<<<<

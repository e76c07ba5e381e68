use num_integer::Integer;
use serde::{Deserialize, Serialize};

use crate::chain::pool::Pool;
use crate::error::{EngineError, Result};

#[derive(Clone, Debug, PartialEq, Eq, Serialize, Deserialize)]
pub struct GuardConfig {
    pub shift_cooldown_secs: u64,
    pub twap_period_secs: u32,
    pub max_twap_deviation_ticks: i32,
}

impl Default for GuardConfig {
    fn default() -> Self {
        Self {
            shift_cooldown_secs: 300,
            twap_period_secs: 120,
            max_twap_deviation_ticks: 200,
        }
    }
}

/// Rate limit and price-manipulation check run before every shift and slide.
#[derive(Clone, Debug, Default)]
pub struct RebalanceGuard {
    config: GuardConfig,
    last_rebalance_at: Option<u64>,
}

impl RebalanceGuard {
    pub fn new(config: GuardConfig) -> Self {
        Self {
            config,
            last_rebalance_at: None,
        }
    }

    pub fn config(&self) -> &GuardConfig {
        &self.config
    }

    pub fn last_rebalance_at(&self) -> Option<u64> {
        self.last_rebalance_at
    }

    pub fn check_cooldown(&self, now: u64) -> Result<()> {
        let Some(last) = self.last_rebalance_at else {
            return Ok(());
        };
        let ready_at = last.saturating_add(self.config.shift_cooldown_secs);
        if now < ready_at {
            return Err(EngineError::CooldownActive {
                remaining_secs: ready_at - now,
            });
        }
        Ok(())
    }

    pub fn record(&mut self, now: u64) {
        self.last_rebalance_at = Some(now);
    }

    /// Arithmetic-mean tick over the configured window.
    pub fn twap_tick<P: Pool>(&self, pool: &P) -> Result<i32> {
        let period = self.config.twap_period_secs;
        if period == 0 {
            return Ok(pool.current_tick());
        }
        let cumulatives = pool.observe(&[period, 0])?;
        let [older, newer] = cumulatives[..] else {
            return Err(EngineError::Pool(format!(
                "observe returned {} values for 2 windows",
                cumulatives.len()
            )));
        };
        let mean = Integer::div_floor(&(newer - older), &i64::from(period));
        i32::try_from(mean).map_err(|_| EngineError::MathOverflow("twap tick"))
    }

    /// Fails when spot has moved further from the TWAP than the configured tolerance.
    pub fn check_twap<P: Pool>(&self, pool: &P) -> Result<()> {
        let twap_tick = self.twap_tick(pool)?;
        let spot_tick = pool.current_tick();
        let deviation = (i64::from(spot_tick) - i64::from(twap_tick)).abs();
        log::debug!("spot tick {} twap tick {} deviation {}", spot_tick, twap_tick, deviation);
        if deviation > i64::from(self.config.max_twap_deviation_ticks) {
            return Err(EngineError::PriceManipulation {
                spot_tick,
                twap_tick,
                max_deviation: self.config.max_twap_deviation_ticks,
            });
        }
        Ok(())
    }
}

>>>>

▶ EXERCISE PROMPT: Output each line of the data exactly as it stands above.

▶ RESPONSE TO THIS TASK:
repository e76c07ba5e381e68
use num_integer::Integer;
use serde::{Deserialize, Serialize};

use crate::chain::pool::Pool;
use crate::error::{EngineError, Result};

#[derive(Clone, Debug, PartialEq, Eq, Serialize, Deserialize)]
pub struct GuardConfig {
    pub shift_cooldown_secs: u64,
    pub twap_period_secs: u32,
    pub max_twap_deviation_ticks: i32,
}

impl Default for GuardConfig {
    fn default() -> Self {
        Self {
            shift_cooldown_secs: 300,
            twap_period_secs: 120,
            max_twap_deviation_ticks: 200,
        }
    }
}

/// Rate limit and price-manipulation check run before every shift and slide.
#[derive(Clone, Debug, Default)]
pub struct RebalanceGuard {
    config: GuardConfig,
    last_rebalance_at: Option<u64>,
}

impl RebalanceGuard {
    pub fn new(config: GuardConfig) -> Self {
        Self {
            config,
            last_rebalance_at: None,
        }
    }

    pub fn config(&self) -> &GuardConfig {
        &self.config
    }

    pub fn last_rebalance_at(&self) -> Option<u64> {
        self.last_rebalance_at
    }

    pub fn check_cooldown(&self, now: u64) -> Result<()> {
        let Some(last) = self.last_rebalance_at else {
            return Ok(());
        };
        let ready_at = last.saturating_add(self.config.shift_cooldown_secs);
        if now < ready_at {
            return Err(EngineError::CooldownActive {
                remaining_secs: ready_at - now,
            });
        }
        Ok(())
    }

    pub fn record(&mut self, now: u64) {
        self.last_rebalance_at = Some(now);
    }

    /// Arithmetic-mean tick over the configured window.
    pub fn twap_tick<P: Pool>(&self, pool: &P) -> Result<i32> {
        let period = self.config.twap_period_secs;
        if period == 0 {
            return Ok(pool.current_tick());
        }
        let cumulatives = pool.observe(&[period, 0])?;
        let [older, newer] = cumulatives[..] else {
            return Err(EngineError::Pool(format!(
                "observe returned {} values for 2 windows",
                cumulatives.len()
            )));
        };
        let mean = Integer::div_floor(&(newer - older), &i64::from(period));
        i32::try_from(mean).map_err(|_| EngineError::MathOverflow("twap tick"))
    }

    /// Fails when spot has moved further from the TWAP than the configured tolerance.
    pub fn check_twap<P: Pool>(&self, pool: &P) -> Result<()> {
        let twap_tick = self.twap_tick(pool)?;
        let spot_tick = pool.current_tick();
        let deviation = (i64::from(spot_tick) - i64::from(twap_tick)).abs();
        log::debug!("spot tick {} twap tick {} deviation {}", spot_tick, twap_tick, deviation);
        if deviation > i64::from(self.config.max_twap_deviation_ticks) {
            return Err(EngineError::PriceManipulation {
                spot_tick,
                twap_tick,
                max_deviation: self.config.max_twap_deviation_ticks,
            });
        }
        Ok(())
    }
}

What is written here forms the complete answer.